◆ Task to complete ◆
Look in the material below for the line holding "filename src/audio/decode.rs". Set it down exactly, with each later line up to and including the line holding "let reader = probed.format;".

◆ Provided data ◆

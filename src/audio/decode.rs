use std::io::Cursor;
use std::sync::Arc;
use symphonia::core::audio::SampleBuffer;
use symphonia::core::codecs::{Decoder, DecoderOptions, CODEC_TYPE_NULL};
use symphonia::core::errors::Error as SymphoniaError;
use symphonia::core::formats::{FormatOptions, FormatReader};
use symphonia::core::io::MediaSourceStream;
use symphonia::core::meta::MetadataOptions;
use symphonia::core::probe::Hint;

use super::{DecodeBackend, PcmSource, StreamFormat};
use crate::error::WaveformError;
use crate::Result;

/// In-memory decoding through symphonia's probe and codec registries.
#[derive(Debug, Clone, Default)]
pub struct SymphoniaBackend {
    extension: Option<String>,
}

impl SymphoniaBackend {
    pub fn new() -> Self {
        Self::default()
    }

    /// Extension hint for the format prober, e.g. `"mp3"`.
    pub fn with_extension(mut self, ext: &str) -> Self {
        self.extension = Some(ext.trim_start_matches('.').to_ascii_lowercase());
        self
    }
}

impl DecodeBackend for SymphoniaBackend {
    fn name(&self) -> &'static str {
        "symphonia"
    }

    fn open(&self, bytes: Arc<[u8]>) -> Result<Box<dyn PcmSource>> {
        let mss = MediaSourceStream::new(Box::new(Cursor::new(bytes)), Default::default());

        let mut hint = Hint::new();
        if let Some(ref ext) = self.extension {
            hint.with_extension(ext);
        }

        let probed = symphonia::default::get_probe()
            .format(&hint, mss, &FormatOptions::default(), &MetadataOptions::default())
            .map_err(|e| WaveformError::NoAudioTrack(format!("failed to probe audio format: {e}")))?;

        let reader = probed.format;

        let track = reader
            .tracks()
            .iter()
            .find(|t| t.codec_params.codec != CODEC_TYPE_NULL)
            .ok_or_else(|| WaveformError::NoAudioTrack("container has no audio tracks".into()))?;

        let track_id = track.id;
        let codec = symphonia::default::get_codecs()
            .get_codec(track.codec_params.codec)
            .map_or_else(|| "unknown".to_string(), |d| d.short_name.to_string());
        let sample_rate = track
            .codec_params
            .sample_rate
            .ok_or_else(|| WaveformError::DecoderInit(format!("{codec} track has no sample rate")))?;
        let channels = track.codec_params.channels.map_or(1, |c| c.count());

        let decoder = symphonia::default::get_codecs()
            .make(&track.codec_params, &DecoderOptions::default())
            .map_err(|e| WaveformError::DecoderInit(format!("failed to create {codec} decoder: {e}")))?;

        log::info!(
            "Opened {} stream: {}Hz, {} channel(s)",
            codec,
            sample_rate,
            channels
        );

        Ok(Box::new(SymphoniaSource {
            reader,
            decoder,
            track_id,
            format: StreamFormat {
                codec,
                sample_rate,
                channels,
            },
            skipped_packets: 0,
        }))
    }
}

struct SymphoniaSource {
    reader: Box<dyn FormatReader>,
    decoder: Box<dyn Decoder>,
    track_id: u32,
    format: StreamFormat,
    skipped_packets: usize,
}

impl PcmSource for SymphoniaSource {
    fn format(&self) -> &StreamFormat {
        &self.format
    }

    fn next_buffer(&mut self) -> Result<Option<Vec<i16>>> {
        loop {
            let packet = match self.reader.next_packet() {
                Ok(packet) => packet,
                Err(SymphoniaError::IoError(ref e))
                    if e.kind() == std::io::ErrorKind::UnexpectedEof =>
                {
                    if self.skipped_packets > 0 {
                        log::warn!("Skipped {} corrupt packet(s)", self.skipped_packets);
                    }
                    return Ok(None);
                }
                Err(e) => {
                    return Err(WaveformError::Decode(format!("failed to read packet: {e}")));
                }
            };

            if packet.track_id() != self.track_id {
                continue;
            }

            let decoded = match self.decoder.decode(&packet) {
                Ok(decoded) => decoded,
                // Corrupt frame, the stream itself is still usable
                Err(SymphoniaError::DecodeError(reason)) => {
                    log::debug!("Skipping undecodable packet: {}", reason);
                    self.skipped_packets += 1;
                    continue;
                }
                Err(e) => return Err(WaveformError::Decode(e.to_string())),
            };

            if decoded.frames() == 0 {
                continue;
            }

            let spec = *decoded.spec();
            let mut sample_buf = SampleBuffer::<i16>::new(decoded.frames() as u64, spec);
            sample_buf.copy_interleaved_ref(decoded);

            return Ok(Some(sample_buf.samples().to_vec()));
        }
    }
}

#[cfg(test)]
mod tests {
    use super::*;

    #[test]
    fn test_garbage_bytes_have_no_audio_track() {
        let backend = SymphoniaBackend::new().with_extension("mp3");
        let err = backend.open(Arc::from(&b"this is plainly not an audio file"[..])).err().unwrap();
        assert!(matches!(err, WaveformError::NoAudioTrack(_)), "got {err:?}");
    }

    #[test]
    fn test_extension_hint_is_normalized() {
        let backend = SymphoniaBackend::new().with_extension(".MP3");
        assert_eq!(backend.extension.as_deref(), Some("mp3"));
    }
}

--

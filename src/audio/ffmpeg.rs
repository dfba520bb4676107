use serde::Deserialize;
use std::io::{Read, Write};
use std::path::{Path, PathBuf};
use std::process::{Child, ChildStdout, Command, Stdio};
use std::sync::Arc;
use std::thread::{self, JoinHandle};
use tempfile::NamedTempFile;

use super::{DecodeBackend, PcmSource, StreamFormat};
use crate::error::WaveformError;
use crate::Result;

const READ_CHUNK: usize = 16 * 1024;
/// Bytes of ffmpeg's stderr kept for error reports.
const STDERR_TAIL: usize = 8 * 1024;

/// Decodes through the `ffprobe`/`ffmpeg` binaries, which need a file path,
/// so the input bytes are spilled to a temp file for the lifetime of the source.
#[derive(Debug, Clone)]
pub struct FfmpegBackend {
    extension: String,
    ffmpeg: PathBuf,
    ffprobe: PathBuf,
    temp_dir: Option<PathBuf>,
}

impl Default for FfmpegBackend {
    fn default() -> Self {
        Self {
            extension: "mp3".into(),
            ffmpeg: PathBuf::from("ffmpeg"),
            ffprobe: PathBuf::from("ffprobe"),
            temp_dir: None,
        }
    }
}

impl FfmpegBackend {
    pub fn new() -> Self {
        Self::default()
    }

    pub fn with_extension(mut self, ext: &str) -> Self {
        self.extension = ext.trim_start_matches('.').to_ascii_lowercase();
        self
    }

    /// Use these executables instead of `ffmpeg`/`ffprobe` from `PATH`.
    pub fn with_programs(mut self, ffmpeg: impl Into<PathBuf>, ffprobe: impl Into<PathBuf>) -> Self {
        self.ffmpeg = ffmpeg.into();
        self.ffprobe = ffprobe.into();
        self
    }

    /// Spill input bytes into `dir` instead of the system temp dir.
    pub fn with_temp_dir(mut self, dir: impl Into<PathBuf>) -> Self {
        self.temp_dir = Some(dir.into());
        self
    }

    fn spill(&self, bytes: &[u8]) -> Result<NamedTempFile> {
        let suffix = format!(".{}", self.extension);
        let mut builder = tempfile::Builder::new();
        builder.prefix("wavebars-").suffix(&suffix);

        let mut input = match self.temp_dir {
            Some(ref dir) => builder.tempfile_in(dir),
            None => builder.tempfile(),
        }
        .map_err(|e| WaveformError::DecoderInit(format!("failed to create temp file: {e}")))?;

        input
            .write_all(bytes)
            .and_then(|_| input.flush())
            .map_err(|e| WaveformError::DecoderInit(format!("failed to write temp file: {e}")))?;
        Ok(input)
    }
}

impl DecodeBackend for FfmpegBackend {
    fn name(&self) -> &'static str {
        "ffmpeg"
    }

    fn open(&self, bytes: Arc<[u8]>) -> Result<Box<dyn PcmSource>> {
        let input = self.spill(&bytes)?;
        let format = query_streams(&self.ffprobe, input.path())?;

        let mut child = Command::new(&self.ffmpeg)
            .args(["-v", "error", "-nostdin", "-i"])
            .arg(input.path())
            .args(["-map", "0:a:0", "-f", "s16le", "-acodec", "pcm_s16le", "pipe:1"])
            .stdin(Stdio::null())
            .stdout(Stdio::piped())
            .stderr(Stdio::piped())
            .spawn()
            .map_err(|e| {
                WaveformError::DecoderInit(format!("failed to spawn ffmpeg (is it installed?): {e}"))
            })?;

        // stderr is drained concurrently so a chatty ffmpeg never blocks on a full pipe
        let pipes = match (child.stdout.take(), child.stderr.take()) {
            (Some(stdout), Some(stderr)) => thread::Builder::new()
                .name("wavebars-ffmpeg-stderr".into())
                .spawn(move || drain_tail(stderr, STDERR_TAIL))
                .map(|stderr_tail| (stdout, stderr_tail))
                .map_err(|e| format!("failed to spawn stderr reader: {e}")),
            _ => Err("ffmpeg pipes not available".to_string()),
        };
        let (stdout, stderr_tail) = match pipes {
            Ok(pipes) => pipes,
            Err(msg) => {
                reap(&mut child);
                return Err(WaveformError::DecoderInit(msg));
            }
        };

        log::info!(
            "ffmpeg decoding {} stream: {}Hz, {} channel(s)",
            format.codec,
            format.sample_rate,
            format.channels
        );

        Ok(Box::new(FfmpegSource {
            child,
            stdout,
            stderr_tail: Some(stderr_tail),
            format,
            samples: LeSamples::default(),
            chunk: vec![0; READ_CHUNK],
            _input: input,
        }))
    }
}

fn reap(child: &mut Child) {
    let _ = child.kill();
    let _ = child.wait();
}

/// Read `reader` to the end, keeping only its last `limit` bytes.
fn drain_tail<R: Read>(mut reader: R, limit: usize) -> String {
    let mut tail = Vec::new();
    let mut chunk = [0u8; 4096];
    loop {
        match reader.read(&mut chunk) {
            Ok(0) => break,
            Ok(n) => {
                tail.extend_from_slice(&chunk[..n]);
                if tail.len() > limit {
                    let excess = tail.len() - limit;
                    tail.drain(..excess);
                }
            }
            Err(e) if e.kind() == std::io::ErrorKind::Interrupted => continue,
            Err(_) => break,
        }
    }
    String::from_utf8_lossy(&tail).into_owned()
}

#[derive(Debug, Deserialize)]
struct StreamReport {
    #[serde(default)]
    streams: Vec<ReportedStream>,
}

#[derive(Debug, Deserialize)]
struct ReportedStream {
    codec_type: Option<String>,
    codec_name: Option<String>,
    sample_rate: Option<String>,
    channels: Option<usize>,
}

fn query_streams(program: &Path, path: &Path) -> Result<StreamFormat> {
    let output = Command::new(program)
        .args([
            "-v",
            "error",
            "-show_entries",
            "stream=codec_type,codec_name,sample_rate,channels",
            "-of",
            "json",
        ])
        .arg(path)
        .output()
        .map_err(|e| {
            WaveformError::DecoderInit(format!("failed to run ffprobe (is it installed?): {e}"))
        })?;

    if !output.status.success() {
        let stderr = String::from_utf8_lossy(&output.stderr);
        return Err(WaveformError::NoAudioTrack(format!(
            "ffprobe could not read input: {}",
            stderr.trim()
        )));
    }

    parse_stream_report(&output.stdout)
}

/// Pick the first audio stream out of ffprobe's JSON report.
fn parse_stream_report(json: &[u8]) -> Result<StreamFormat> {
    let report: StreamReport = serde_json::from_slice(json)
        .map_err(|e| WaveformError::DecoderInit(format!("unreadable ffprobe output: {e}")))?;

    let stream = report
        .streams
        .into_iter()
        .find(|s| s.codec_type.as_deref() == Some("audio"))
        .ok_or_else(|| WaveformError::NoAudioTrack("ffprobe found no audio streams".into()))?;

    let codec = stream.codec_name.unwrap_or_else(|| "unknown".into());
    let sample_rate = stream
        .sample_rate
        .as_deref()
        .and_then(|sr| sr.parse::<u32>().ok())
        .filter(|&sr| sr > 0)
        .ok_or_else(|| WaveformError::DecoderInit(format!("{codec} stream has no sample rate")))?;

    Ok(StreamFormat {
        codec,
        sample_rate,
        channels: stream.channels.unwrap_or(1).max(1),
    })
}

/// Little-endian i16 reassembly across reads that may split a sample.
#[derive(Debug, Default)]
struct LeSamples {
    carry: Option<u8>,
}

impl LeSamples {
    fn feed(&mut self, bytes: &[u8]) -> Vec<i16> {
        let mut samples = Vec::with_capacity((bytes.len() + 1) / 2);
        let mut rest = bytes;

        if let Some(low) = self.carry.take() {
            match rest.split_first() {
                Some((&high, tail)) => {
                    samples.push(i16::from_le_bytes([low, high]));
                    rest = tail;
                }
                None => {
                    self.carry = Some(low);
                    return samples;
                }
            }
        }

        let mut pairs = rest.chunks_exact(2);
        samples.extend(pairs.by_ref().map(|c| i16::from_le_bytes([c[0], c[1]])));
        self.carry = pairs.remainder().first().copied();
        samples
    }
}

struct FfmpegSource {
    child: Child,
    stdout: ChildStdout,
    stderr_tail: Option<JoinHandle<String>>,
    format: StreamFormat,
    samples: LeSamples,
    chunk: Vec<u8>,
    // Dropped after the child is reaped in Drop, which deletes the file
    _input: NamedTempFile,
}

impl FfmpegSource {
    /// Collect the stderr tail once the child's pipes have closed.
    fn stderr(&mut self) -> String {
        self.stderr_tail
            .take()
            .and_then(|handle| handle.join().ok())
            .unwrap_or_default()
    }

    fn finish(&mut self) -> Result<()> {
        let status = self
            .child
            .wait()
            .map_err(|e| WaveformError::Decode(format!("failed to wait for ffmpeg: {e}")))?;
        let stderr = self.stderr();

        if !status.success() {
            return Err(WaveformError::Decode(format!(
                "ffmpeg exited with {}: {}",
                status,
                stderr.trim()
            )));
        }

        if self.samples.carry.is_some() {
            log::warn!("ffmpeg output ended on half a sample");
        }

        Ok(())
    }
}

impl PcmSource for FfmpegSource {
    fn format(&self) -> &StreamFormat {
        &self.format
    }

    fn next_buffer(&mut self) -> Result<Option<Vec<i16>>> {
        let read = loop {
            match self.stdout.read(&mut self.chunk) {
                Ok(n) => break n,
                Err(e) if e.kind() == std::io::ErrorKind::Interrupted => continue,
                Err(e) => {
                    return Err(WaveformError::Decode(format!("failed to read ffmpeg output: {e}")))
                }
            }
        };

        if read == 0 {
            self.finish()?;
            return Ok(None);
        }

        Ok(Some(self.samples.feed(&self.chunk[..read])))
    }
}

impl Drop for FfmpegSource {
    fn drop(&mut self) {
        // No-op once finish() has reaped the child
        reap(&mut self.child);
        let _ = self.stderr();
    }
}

◆ Reply ◆
filename src/audio/decode.rs
use std::io::Cursor;
use std::sync::Arc;
use symphonia::core::audio::SampleBuffer;
use symphonia::core::codecs::{Decoder, DecoderOptions, CODEC_TYPE_NULL};
use symphonia::core::errors::Error as SymphoniaError;
use symphonia::core::formats::{FormatOptions, FormatReader};
use symphonia::core::io::MediaSourceStream;
use symphonia::core::meta::MetadataOptions;
use symphonia::core::probe::Hint;

use super::{DecodeBackend, PcmSource, StreamFormat};
use crate::error::WaveformError;
use crate::Result;

/// In-memory decoding through symphonia's probe and codec registries.
#[derive(Debug, Clone, Default)]
pub struct SymphoniaBackend {
    extension: Option<String>,
}

impl SymphoniaBackend {
    pub fn new() -> Self {
        Self::default()
    }

    /// Extension hint for the format prober, e.g. `"mp3"`.
    pub fn with_extension(mut self, ext: &str) -> Self {
        self.extension = Some(ext.trim_start_matches('.').to_ascii_lowercase());
        self
    }
}

impl DecodeBackend for SymphoniaBackend {
    fn name(&self) -> &'static str {
        "symphonia"
    }

    fn open(&self, bytes: Arc<[u8]>) -> Result<Box<dyn PcmSource>> {
        let mss = MediaSourceStream::new(Box::new(Cursor::new(bytes)), Default::default());

        let mut hint = Hint::new();
        if let Some(ref ext) = self.extension {
            hint.with_extension(ext);
        }

        let probed = symphonia::default::get_probe()
            .format(&hint, mss, &FormatOptions::default(), &MetadataOptions::default())
            .map_err(|e| WaveformError::NoAudioTrack(format!("failed to probe audio format: {e}")))?;

        let reader = probed.format;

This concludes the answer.